C’est normal qu’une personne soit influencée par plusieurs penseurs ; et, fur et à mesure que l’histoire de la pensée avance, la plus que les penseurs vont avoir plusieurs sources d’influence. Par exemple, Platon était influencé par 4 ou 5 penseurs présocratiques (scientifiques, mathématiciens, philosophes, etc.), des mythes et religions de son temps, et Socrate, et peut-être d’autres sources qu’on ne connaît pas ; donc, on pourrait parler d’une dizaine ou vingtaine de sources. Lorsqu’on arrive à quelqu’un comme C. S. Lewis ou Cornelius Van Til, on est obligé de dire qu’ils sont influencés par des centaines de sources, sinon plus. Van Til, par exemple, était extrêmement influencé (positivement) par Emmanuel Kant, qui était, à son tour, influencé par David Hume, Christian Wolff, René Descartes, et d’autres ; qui étaient, à leur tour, influencés par des multitudes de penseurs, qui étaient influencées par des multitudes de penseurs qu’on peut retracer jusqu’à, au moins, Platon et les prophètes de l’Ancien Testament. Donc, ce n’est pas anormal de dire qu’un commentateur de la Bible, un Pasteur d’une église, un professeur dans un Séminaire Chrétien, ou un professeur d’école de dimanche était non seulement influencer par la Bible (de manière directe et positive), mais, était aussi influencer (de manière indirecte ou subtile, et de manière positive) par les pensées de Friedrich Nietzsche ou d’Emmanuel Kant. Ce qui est dangereux, dans une telle situation, est quand la personne de qui on parle ne sait pas qu’il ou elle est influencée par d’autres penseurs, dans quelle mesure, et sur quel point.

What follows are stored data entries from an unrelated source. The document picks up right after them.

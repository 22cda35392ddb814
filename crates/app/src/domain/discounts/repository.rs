//! Discounts Repository

use jiff::Timestamp;
use jiff_sqlx::{Date as SqlxDate, Timestamp as SqlxTimestamp};
use mival::{discounts::DiscountCode, orders::OrderId};
use rust_decimal::Decimal;
use sqlx::{Postgres, Transaction, query, query_as, query_scalar};

use crate::domain::discounts::{data::NewDiscountCode, records::DiscountCodeRecord};

const CREATE_CODE_SQL: &str = include_str!("sql/create_code.sql");
const GET_CODE_SQL: &str = include_str!("sql/get_code.sql");
const LOCK_CODE_SQL: &str = include_str!("sql/lock_code.sql");
const CONSUME_CODE_SQL: &str = include_str!("sql/consume_code.sql");
const CREATE_REDEMPTION_SQL: &str = include_str!("sql/create_redemption.sql");
const COUNT_REDEMPTIONS_SQL: &str = include_str!("sql/count_redemptions.sql");

#[derive(Debug, Clone, Default)]
pub(crate) struct PgDiscountsRepository;

impl PgDiscountsRepository {
    #[must_use]
    pub(crate) fn new() -> Self {
        Self
    }

    pub(crate) async fn create_code(
        &self,
        tx: &mut Transaction<'_, Postgres>,
        code: NewDiscountCode,
    ) -> Result<DiscountCode, sqlx::Error> {
        let DiscountCodeRecord(code) = query_as::<Postgres, DiscountCodeRecord>(CREATE_CODE_SQL)
            .bind(code.code)
            .bind(code.value)
            .bind(code.kind.as_str())
            .bind(SqlxDate::from(code.starts_on))
            .bind(SqlxDate::from(code.ends_on))
            .bind(code.is_active)
            .bind(code.is_accumulable)
            .fetch_one(&mut **tx)
            .await?;

        Ok(code)
    }

    pub(crate) async fn get_code(
        &self,
        tx: &mut Transaction<'_, Postgres>,
        code: &str,
    ) -> Result<DiscountCode, sqlx::Error> {
        let DiscountCodeRecord(code) = query_as::<Postgres, DiscountCodeRecord>(GET_CODE_SQL)
            .bind(code)
            .fetch_one(&mut **tx)
            .await?;

        Ok(code)
    }

    /// Loads a code and row-locks it, serialising concurrent redemptions.
    pub(crate) async fn lock_code(
        &self,
        tx: &mut Transaction<'_, Postgres>,
        code: &str,
    ) -> Result<Option<DiscountCode>, sqlx::Error> {
        let record = query_as::<Postgres, DiscountCodeRecord>(LOCK_CODE_SQL)
            .bind(code)
            .fetch_optional(&mut **tx)
            .await?;

        Ok(record.map(|DiscountCodeRecord(code)| code))
    }

    /// Marks a single-use code consumed. Returns zero when it already was.
    pub(crate) async fn consume_code(
        &self,
        tx: &mut Transaction<'_, Postgres>,
        code: &str,
        consumed_at: Timestamp,
    ) -> Result<u64, sqlx::Error> {
        let rows_affected = query(CONSUME_CODE_SQL)
            .bind(code)
            .bind(SqlxTimestamp::from(consumed_at))
            .execute(&mut **tx)
            .await?
            .rows_affected();

        Ok(rows_affected)
    }

    pub(crate) async fn create_redemption(
        &self,
        tx: &mut Transaction<'_, Postgres>,
        order: &OrderId,
        code: &str,
        amount: Decimal,
        redeemed_at: Timestamp,
    ) -> Result<(), sqlx::Error> {
        query(CREATE_REDEMPTION_SQL)
            .bind(order.as_str())
            .bind(code)
            .bind(amount)
            .bind(SqlxTimestamp::from(redeemed_at))
            .execute(&mut **tx)
            .await?;

        Ok(())
    }

    pub(crate) async fn count_redemptions(
        &self,
        tx: &mut Transaction<'_, Postgres>,
        code: &str,
    ) -> Result<i64, sqlx::Error> {
        query_scalar::<Postgres, i64>(COUNT_REDEMPTIONS_SQL)
            .bind(code)
            .fetch_one(&mut **tx)
            .await
    }
}
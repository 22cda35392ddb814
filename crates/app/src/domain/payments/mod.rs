//! Payments

pub mod data;
pub mod errors;
pub mod processor;
mod records;
pub(crate) mod repositories;
pub mod service;

pub use errors::{PaymentError, PaymentInstrumentsServiceError};
pub use processor::*;
pub use service::*;
//! Carts

pub mod data;
pub mod errors;
pub(crate) mod records;
pub(crate) mod repositories;
pub mod service;

pub use errors::CartsServiceError;
pub use service::*;
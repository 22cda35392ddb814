//! Checkout Data

use std::{fmt, time::Duration};

use mival::{
    carts::CartUuid,
    payments::{IdempotencyKey, PaymentInstrumentUuid},
    taxes::{DEFAULT_FALLBACK_TAX_RATE, TaxRate},
};
use serde::Serialize;

/// Default hard limit on a single payment capture.
pub const DEFAULT_PAYMENT_TIMEOUT: Duration = Duration::from_secs(10);

/// A request to finalize a cart.
#[derive(Debug, Clone, PartialEq, Eq)]
pub struct FinalizeOrder {
    pub cart: CartUuid,
    pub payment_instrument: PaymentInstrumentUuid,

    /// Blank codes are treated as no code.
    pub discount_code: Option<String>,

    /// Retrying with the same key never captures twice and returns the order
    /// committed by the first successful attempt.
    pub idempotency_key: IdempotencyKey,
}

/// Tunables for the finalizer.
#[derive(Debug, Clone, Copy, PartialEq, Eq)]
pub struct CheckoutSettings {
    pub fallback_tax_rate: TaxRate,
    pub payment_timeout: Duration,
}

impl Default for CheckoutSettings {
    fn default() -> Self {
        Self {
            fallback_tax_rate: DEFAULT_FALLBACK_TAX_RATE,
            payment_timeout: DEFAULT_PAYMENT_TIMEOUT,
        }
    }
}

/// Progress markers of a checkout, in order.
#[derive(Debug, Clone, Copy, PartialEq, Eq, PartialOrd, Ord, Hash, Serialize)]
#[serde(rename_all = "SCREAMING_SNAKE_CASE")]
pub enum CheckoutStage {
    Started,
    ItemsConverted,
    DiscountApplied,
    OrderPersisted,
    PaymentCharged,
    LibraryUpdated,
    Committed,
}

impl CheckoutStage {
    pub fn as_str(self) -> &'static str {
        match self {
            Self::Started => "STARTED",
            Self::ItemsConverted => "ITEMS_CONVERTED",
            Self::DiscountApplied => "DISCOUNT_APPLIED",
            Self::OrderPersisted => "ORDER_PERSISTED",
            Self::PaymentCharged => "PAYMENT_CHARGED",
            Self::LibraryUpdated => "LIBRARY_UPDATED",
            Self::Committed => "COMMITTED",
        }
    }
}

impl fmt::Display for CheckoutStage {
    fn fmt(&self, f: &mut fmt::Formatter<'_>) -> fmt::Result {
        f.write_str(self.as_str())
    }
}
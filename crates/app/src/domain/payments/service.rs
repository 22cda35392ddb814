//! Payment instruments service.

use async_trait::async_trait;
use mival::payments::{PaymentInstrument, PaymentInstrumentUuid};
use mockall::automock;
use tracing::info;

use crate::{
    database::Db,
    domain::payments::{
        data::{NewInstrumentTerms, NewPaymentInstrument},
        errors::PaymentInstrumentsServiceError,
        repositories::PgPaymentInstrumentsRepository,
    },
};

/// Shortest card number accepted, in digits.
const MIN_CARD_DIGITS: usize = 12;

#[derive(Debug, Clone)]
pub struct PgPaymentInstrumentsService {
    db: Db,
    repository: PgPaymentInstrumentsRepository,
}

impl PgPaymentInstrumentsService {
    #[must_use]
    pub fn new(db: Db) -> Self {
        Self {
            db,
            repository: PgPaymentInstrumentsRepository::new(),
        }
    }
}

fn validate(instrument: &NewPaymentInstrument) -> Result<(), PaymentInstrumentsServiceError> {
    if instrument.holder_name.trim().is_empty() {
        return Err(PaymentInstrumentsServiceError::MissingRequiredData);
    }

    let digits = instrument
        .card_number
        .chars()
        .filter(char::is_ascii_digit)
        .count();

    if digits < MIN_CARD_DIGITS {
        return Err(PaymentInstrumentsServiceError::InvalidData);
    }

    match &instrument.terms {
        NewInstrumentTerms::Credit { credit_limit }
            if credit_limit.is_sign_negative() && !credit_limit.is_zero() =>
        {
            Err(PaymentInstrumentsServiceError::InvalidData)
        }
        NewInstrumentTerms::Debit { account_reference } if account_reference.trim().is_empty() => {
            Err(PaymentInstrumentsServiceError::MissingRequiredData)
        }
        NewInstrumentTerms::Credit { .. } | NewInstrumentTerms::Debit { .. } => Ok(()),
    }
}

#[async_trait]
impl PaymentInstrumentsService for PgPaymentInstrumentsService {
    #[tracing::instrument(
        name = "payments.service.create_instrument",
        skip(self, instrument),
        fields(payment_instrument_uuid = %instrument.uuid, user_uuid = %instrument.user_uuid),
        err
    )]
    async fn create_instrument(
        &self,
        instrument: NewPaymentInstrument,
    ) -> Result<PaymentInstrument, PaymentInstrumentsServiceError> {
        validate(&instrument)?;

        let mut tx = self.db.begin_transaction().await?;

        let created = self.repository.create_instrument(&mut tx, instrument).await?;

        tx.commit().await?;

        info!(
            payment_instrument_uuid = %created.id(),
            kind = %created.kind(),
            "created payment instrument"
        );

        Ok(created)
    }

    async fn get_instrument(
        &self,
        instrument: PaymentInstrumentUuid,
    ) -> Result<PaymentInstrument, PaymentInstrumentsServiceError> {
        let mut tx = self.db.begin_transaction().await?;

        let instrument = self.repository.get_instrument(&mut tx, instrument).await?;

        tx.commit().await?;

        Ok(instrument)
    }
}

#[automock]
#[async_trait]
pub trait PaymentInstrumentsService: Send + Sync {
    /// Registers a card for a user. Only the masked number is stored.
    async fn create_instrument(
        &self,
        instrument: NewPaymentInstrument,
    ) -> Result<PaymentInstrument, PaymentInstrumentsServiceError>;

    /// Retrieve a single instrument.
    async fn get_instrument(
        &self,
        instrument: PaymentInstrumentUuid,
    ) -> Result<PaymentInstrument, PaymentInstrumentsServiceError>;
}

Tous les penseurs humains sont influencés, positivement, négativement, et subtilement, par d’autres penseurs humains. Par exemple, si tu as moins que 30 ans, alors tu es influencé (subtilement du moins) par les pensées de Soren Kierkegaard, Friedrich Nietzsche, et Martin Heidegger, et ceci parce que (1) vos professeurs d’école primaire étaient influencés (dans une des trois formes d’influence) par leurs professeurs d’université, qui était, eux-mêmes influencer (dans une des trois formes d’influence), par ces penseurs ; (2) les médias que vous consommez sont influencés par ces penseurs ; etc. Si tu as entre 30 ans et plus, alors tu es un peu influencé par Kierkegaard, Nietzsche et Heidegger, mais beaucoup plus par Emmanuel Kant, Hegel, René Descartes, etc. La seule manière de diminuer l’effet de l’influence est de (1) connaître ce que ces penseurs enseignaient (2) reconnaître leur influence sur vos propres pensées, et (3) porter un œil critique sur ces points. De là l’importance, même pour les chrétiens (et même pour ces chrétiens qui servent dans une église de manière bénévole), de l’étude de l’histoire de la philosophie.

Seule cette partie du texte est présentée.